Imaginez, si vous voulez, un trou.
Ce n’est pas un trou dans le sol. Le sol est loin, bien loin en dessous. C’est un trou dans tout ce qu'il y a au-dessus du sol. Deux mille pieds d’acier et de béton, englobant progressivement tout en dessous, séparant entièrement la terre du ciel.
C’est un lieu étrange, si vous veniez à le regarder de l’extérieur. Ses extrémités sont faites de plusieurs miles de lents édifices ; des zones de confinement étroites et sales entourées de barbelés. Ces endroits seraient considérés misérables à la vue des standards du début du XXIe siècle, mais ils sont en réalité assez propres en comparaison des horreurs du début du XXIIe siècle. Du moins, le sont-ils pour l’instant.

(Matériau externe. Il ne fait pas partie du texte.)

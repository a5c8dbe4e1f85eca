use std::collections::HashMap;
use std::path::Path;

use serde::Serialize;
use sqlx::SqlitePool;
use synthload_pipeline::SurrogateId;
use tracing::info;

use crate::store::{StoreError, connect, runtime};

const SERVICE_COLUMNS: [&str; 2] = ["service_name", "count"];
const STORED_SERVICE_IDS: &str =
    "SELECT service_id FROM customer_device_service WHERE service_id IS NOT NULL ORDER BY rowid";
const SERVICE_NAME_QUERY: &str = "SELECT service_name FROM service WHERE id = ?";

/// Stored activations for one service.
#[derive(Debug, Clone, PartialEq, Eq, Serialize)]
pub struct ServiceCount {
    pub service_name: String,
    pub count: u64,
}

/// Service counts in first-seen order, plus name lookup statistics.
#[derive(Debug, Clone, Default, PartialEq, Eq)]
pub struct ServiceCountReport {
    pub services: Vec<ServiceCount>,
    pub activations: u64,
    pub name_queries: u64,
    pub cache_hits: u64,
}

/// Service id to name, queried once per id.
struct ServiceNames<'a> {
    pool: &'a SqlitePool,
    cache: HashMap<SurrogateId, String>,
    queries: u64,
    hits: u64,
}

impl<'a> ServiceNames<'a> {
    fn new(pool: &'a SqlitePool) -> Self {
        Self {
            pool,
            cache: HashMap::new(),
            queries: 0,
            hits: 0,
        }
    }

    async fn name(&mut self, service_id: SurrogateId) -> Result<String, StoreError> {
        if let Some(name) = self.cache.get(&service_id) {
            self.hits += 1;
            return Ok(name.clone());
        }
        self.queries += 1;
        let name = sqlx::query_scalar::<_, String>(SERVICE_NAME_QUERY)
            .bind(service_id)
            .fetch_optional(self.pool)
            .await?
            .ok_or(StoreError::UnknownService(service_id))?;
        self.cache.insert(service_id, name.clone());
        Ok(name)
    }
}

/// Count stored activations per service name.
pub fn service_counts(path: &Path) -> Result<ServiceCountReport, StoreError> {
    let runtime = runtime()?;
    runtime.block_on(async {
        let pool = connect(path, true).await?;
        let service_ids = sqlx::query_scalar::<_, i64>(STORED_SERVICE_IDS)
            .fetch_all(&pool)
            .await?;

        let mut names = ServiceNames::new(&pool);
        let mut report = ServiceCountReport::default();
        let mut slots: HashMap<String, usize> = HashMap::new();
        for service_id in service_ids {
            let name = names.name(service_id).await?;
            let slot = *slots.entry(name.clone()).or_insert_with(|| {
                report.services.push(ServiceCount {
                    service_name: name,
                    count: 0,
                });
                report.services.len() - 1
            });
            report.services[slot].count += 1;
            report.activations += 1;
        }
        report.name_queries = names.queries;
        report.cache_hits = names.hits;
        pool.close().await;

        info!(
            event = "services_counted",
            activations = report.activations,
            services = report.services.len(),
            name_queries = report.name_queries,
            cache_hits = report.cache_hits
        );
        Ok::<_, StoreError>(report)
    })
}

/// `service_name,count` CSV; the header is present even with no rows.
pub fn service_counts_csv(services: &[ServiceCount]) -> Result<Vec<u8>, csv::Error> {
    let mut writer = csv::WriterBuilder::new()
        .has_headers(false)
        .from_writer(Vec::new());
    writer.write_record(SERVICE_COLUMNS)?;
    for service in services {
        writer.serialize(service)?;
    }
    writer
        .into_inner()
        .map_err(|err| csv::Error::from(err.into_error()))
}

#[cfg(test)]
mod tests {
    use std::path::PathBuf;

    use synthload_pipeline::{LoadRecord, ReferenceStore, RowSink, parse_timestamp};

    use super::*;
    use crate::store::{ActivationTableSink, SqliteReferenceStore, prepare_database};
    use crate::survey::ReferenceSeed;

    fn prepared_db(label: &str) -> PathBuf {
        let mut dir = std::env::temp_dir();
        dir.push(format!("synthload_extract_{label}_{}", uuid::Uuid::new_v4()));
        std::fs::create_dir_all(&dir).expect("create temp dir");
        let path = dir.join("reference.db");
        let seed = ReferenceSeed {
            customers: vec!["Jones".to_string()],
            device_types: vec!["mobile".to_string()],
            customer_devices: vec![(
                "Jones".to_string(),
                "phone".to_string(),
                "mobile".to_string(),
            )],
            services: vec!["voice".to_string(), "data".to_string(), "fax".to_string()],
        };
        prepare_database(&path, &seed).expect("prepare");
        path
    }

    fn store_activations(path: &Path, services: &[&str]) {
        let store = SqliteReferenceStore::open(path).expect("open");
        let device = store
            .resolve_customer_device("Jones", "phone")
            .expect("query")
            .expect("device");
        let mut sink = ActivationTableSink::open(path).expect("sink");
        for service in services {
            sink.save(&LoadRecord {
                customer_device_id: device,
                service_id: store.resolve_service(service).expect("query").expect("service"),
                start_date: parse_timestamp("2022-07-10T11:12:13+00:00").expect("date"),
                latitude: 1.5,
                longitude: 2.5,
            })
            .expect("save");
        }
        sink.flush().expect("flush");
    }

    #[test]
    fn counts_services_in_first_seen_order() {
        let path = prepared_db("order");
        store_activations(&path, &["data", "voice", "data", "data", "voice"]);

        let report = service_counts(&path).expect("counts");
        assert_eq!(
            report.services,
            vec![
                ServiceCount {
                    service_name: "data".to_string(),
                    count: 3
                },
                ServiceCount {
                    service_name: "voice".to_string(),
                    count: 2
                },
            ]
        );
        assert_eq!(report.activations, 5);
    }

    #[test]
    fn each_service_name_is_queried_once() {
        let path = prepared_db("memo");
        store_activations(&path, &["voice", "voice", "fax", "voice", "fax", "voice"]);

        let report = service_counts(&path).expect("counts");
        assert_eq!(report.name_queries, 2);
        assert_eq!(report.cache_hits, 4);
    }

    #[test]
    fn empty_table_yields_header_only() {
        let path = prepared_db("empty");
        let report = service_counts(&path).expect("counts");
        assert!(report.services.is_empty());

        let bytes = service_counts_csv(&report.services).expect("csv");
        assert_eq!(String::from_utf8(bytes).expect("utf8"), "service_name,count\n");
    }

    #[test]
    fn csv_lists_counts() {
        let bytes = service_counts_csv(&[ServiceCount {
            service_name: "voice".to_string(),
            count: 4,
        }])
        .expect("csv");
        assert_eq!(
            String::from_utf8(bytes).expect("utf8"),
            "service_name,count\nvoice,4\n"
        );
    }
}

Les gens là-dedans vivent dans la peur de quand les constructions plus profondes les rattraperont, mais ils essayent de faire au mieux de ce qu’ils possèdent. Ils ne regardent pas beaucoup derrière eux.

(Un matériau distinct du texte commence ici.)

use std::time::Instant;

use tracing::info;

use synthload_core::SchemaNode;

use crate::assembler::RecordAssembler;
use crate::errors::GenerationError;
use crate::faults::{FaultInjector, Injection};
use crate::model::{GenerateOptions, GenerationReport};
use crate::output::RecordCsvWriter;

/// Entry point for writing a generated dataset to CSV.
#[derive(Debug, Clone)]
pub struct GenerationEngine {
    options: GenerateOptions,
}

impl GenerationEngine {
    pub fn new(options: GenerateOptions) -> Self {
        Self { options }
    }

    pub fn options(&self) -> &GenerateOptions {
        &self.options
    }

    /// Build generators for `schema` and write good rows, then null-injected
    /// rows, then trash-injected rows.
    pub fn run(&self, schema: &SchemaNode) -> Result<GenerationReport, GenerationError> {
        let start = Instant::now();
        let run_id = uuid::Uuid::new_v4().to_string();
        let mut assembler = RecordAssembler::new(schema, self.options.seed)?;
        let header = assembler.property_names();

        info!(
            run_id = %run_id,
            output = %self.options.output.display(),
            count = self.options.count,
            seed = self.options.seed,
            properties = header.len(),
            "generation started"
        );

        let mut writer = RecordCsvWriter::create(&self.options.output, header)?;
        for record in assembler.by_ref().take(self.options.count as usize) {
            writer.write(&record)?;
        }
        let good_rows = writer.rows_written();

        let (mut null_rows, mut trash_rows) = (0_u64, 0_u64);
        if self.options.inject_faults {
            for injected in FaultInjector::new(&mut assembler).all_rows() {
                writer.write(&injected.record)?;
                match injected.strategy {
                    Injection::Null => null_rows += 1,
                    Injection::Trash => trash_rows += 1,
                }
            }
        }

        let bytes_written = writer.finish()?;
        let report = GenerationReport {
            run_id,
            schema_title: schema.title.clone(),
            output: self.options.output.clone(),
            seed: self.options.seed,
            good_rows,
            null_rows,
            trash_rows,
            bytes_written,
            duration_ms: start.elapsed().as_millis() as u64,
        };

        info!(
            run_id = %report.run_id,
            good_rows = report.good_rows,
            bad_rows = report.bad_rows(),
            bytes_written = report.bytes_written,
            duration_ms = report.duration_ms,
            "generation completed"
        );

        Ok(report)
    }
}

Ces lents édifices finissent par monter plus haut, et encore, et encore. Les espaces sont moins nombreux, les bâtiments plus sales. Jusqu’à un point où il ne reste rien d’autre qu’une masse singulière. Ses toits sont recouverts de maisons irrégulières et de tours, construits par des gens désespérés de rester au sommet et de ne pas être absorbés eux-mêmes.
Il n’y a rien en dessous. Ou plutôt, vous ne voyez rien en dessous, alors imaginez-vous que ça n’existe pas. Pas pour vous ; vous voyez seulement une peau grise et malaisante. Mais de temps en temps, vous tombez sur un trou. Des miles et des miles les séparent, ce sont des choses rares, d’habitude carrés ou circulaires.
Et tout autour de ses extrémités, les gens viennent prier.
Imaginez une société humaine sur terre. Toute société telle qu'elle dépende de la domination du fort sur le faible a besoin de vannes de sécurité. Si vous voulez vos riches plantations d'utopies à moitié terminées, vous avez besoin de quelqu'un que vous pouvez exclure sans risque mais tout de même utiliser comme source de labeur. Les Romains lancèrent des campagnes sans fin pour garnir les mines d'hommes au corps capable. Les Qarmates de l'Arabie médiévale construisirent ce qui semblait être un paradis communiste - si vous ignoriez les milliers et les milliers d'esclaves qui peinaient à fournir les nécessités de la vie. Les Américains transitionnèrent d'une dépendance à un cheptel d'esclaves à une dépendance aux ouvriers migrants, pour qui ils trouvaient constamment des moyens singuliers de les piétiner et de les humilier.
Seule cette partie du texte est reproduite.